> [EXERCISE]
Exactly the lines from the one with "it can't send." through the last line of the listing must be given again.

> [DATASET CONTENT]
────────────────────────────────────────

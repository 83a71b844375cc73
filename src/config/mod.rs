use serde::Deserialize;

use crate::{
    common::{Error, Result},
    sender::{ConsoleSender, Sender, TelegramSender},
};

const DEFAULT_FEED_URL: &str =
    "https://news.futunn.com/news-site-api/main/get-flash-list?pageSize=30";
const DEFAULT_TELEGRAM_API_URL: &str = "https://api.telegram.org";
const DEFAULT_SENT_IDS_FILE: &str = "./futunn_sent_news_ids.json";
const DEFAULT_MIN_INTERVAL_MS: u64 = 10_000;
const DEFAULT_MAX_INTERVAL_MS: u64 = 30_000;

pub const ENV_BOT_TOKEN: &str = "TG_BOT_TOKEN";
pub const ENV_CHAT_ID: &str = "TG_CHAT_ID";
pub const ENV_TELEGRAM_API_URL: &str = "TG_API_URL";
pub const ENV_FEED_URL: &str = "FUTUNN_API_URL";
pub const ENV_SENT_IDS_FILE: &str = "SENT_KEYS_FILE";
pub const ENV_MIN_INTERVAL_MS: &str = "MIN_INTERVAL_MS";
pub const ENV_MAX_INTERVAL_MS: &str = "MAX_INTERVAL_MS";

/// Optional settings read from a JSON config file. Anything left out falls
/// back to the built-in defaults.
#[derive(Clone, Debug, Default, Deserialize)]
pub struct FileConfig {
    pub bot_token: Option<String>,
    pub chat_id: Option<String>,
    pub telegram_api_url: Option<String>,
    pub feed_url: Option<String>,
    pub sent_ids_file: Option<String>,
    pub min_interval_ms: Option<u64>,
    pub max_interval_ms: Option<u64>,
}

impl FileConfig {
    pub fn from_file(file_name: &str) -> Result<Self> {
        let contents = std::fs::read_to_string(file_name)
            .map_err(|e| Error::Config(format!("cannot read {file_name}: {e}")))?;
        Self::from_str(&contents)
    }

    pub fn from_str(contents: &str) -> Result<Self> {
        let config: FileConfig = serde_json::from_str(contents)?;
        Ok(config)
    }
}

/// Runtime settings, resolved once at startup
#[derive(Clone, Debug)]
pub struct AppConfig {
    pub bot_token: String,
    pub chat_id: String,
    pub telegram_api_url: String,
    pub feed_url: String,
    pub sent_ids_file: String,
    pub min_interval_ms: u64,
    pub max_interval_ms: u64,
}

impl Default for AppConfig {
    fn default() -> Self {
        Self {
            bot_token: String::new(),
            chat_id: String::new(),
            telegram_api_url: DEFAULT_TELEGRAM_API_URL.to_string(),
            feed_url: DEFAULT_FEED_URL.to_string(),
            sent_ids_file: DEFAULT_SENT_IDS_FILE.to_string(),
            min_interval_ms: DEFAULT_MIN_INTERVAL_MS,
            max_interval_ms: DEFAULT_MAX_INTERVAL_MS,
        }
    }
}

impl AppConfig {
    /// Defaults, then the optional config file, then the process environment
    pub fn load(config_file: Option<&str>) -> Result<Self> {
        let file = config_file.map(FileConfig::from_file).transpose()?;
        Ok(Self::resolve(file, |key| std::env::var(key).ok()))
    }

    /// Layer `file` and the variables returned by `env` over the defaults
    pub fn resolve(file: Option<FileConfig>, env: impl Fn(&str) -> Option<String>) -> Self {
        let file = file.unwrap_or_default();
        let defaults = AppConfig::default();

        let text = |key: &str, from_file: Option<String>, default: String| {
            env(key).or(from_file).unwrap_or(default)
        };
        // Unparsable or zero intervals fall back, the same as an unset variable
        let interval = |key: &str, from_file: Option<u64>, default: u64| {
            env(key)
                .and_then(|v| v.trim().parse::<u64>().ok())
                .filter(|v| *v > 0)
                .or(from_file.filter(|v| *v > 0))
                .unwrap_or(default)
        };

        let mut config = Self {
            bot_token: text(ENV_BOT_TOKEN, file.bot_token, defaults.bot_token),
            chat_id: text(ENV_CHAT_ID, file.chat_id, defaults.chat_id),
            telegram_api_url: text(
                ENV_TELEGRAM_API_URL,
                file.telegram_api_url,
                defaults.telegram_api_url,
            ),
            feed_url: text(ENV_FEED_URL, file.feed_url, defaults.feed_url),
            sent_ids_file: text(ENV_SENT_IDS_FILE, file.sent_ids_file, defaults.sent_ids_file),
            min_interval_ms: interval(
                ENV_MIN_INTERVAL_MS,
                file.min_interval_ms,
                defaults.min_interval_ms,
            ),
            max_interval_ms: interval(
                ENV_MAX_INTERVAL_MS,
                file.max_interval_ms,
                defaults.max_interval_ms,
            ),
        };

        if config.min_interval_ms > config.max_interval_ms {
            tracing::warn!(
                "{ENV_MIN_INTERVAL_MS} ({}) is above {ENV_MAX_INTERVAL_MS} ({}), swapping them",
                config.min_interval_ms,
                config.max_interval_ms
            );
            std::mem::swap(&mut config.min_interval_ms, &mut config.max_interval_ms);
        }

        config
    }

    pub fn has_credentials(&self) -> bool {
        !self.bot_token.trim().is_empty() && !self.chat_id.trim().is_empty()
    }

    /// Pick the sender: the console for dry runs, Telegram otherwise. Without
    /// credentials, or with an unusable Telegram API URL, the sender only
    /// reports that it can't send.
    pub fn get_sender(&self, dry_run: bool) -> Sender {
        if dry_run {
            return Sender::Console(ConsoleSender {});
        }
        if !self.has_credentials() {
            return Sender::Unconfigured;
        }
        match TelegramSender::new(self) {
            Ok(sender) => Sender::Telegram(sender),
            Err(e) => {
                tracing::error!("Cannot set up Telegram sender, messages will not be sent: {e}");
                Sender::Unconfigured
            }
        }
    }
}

────────────────────────────────────────

> [SOLUTION FOR THIS PROBLEM]
    /// reports that it can't send.
    pub fn get_sender(&self, dry_run: bool) -> Sender {
        if dry_run {
            return Sender::Console(ConsoleSender {});
        }
        if !self.has_credentials() {
            return Sender::Unconfigured;
        }
        match TelegramSender::new(self) {
            Ok(sender) => Sender::Telegram(sender),
            Err(e) => {
                tracing::error!("Cannot set up Telegram sender, messages will not be sent: {e}");
                Sender::Unconfigured
            }
        }
    }
}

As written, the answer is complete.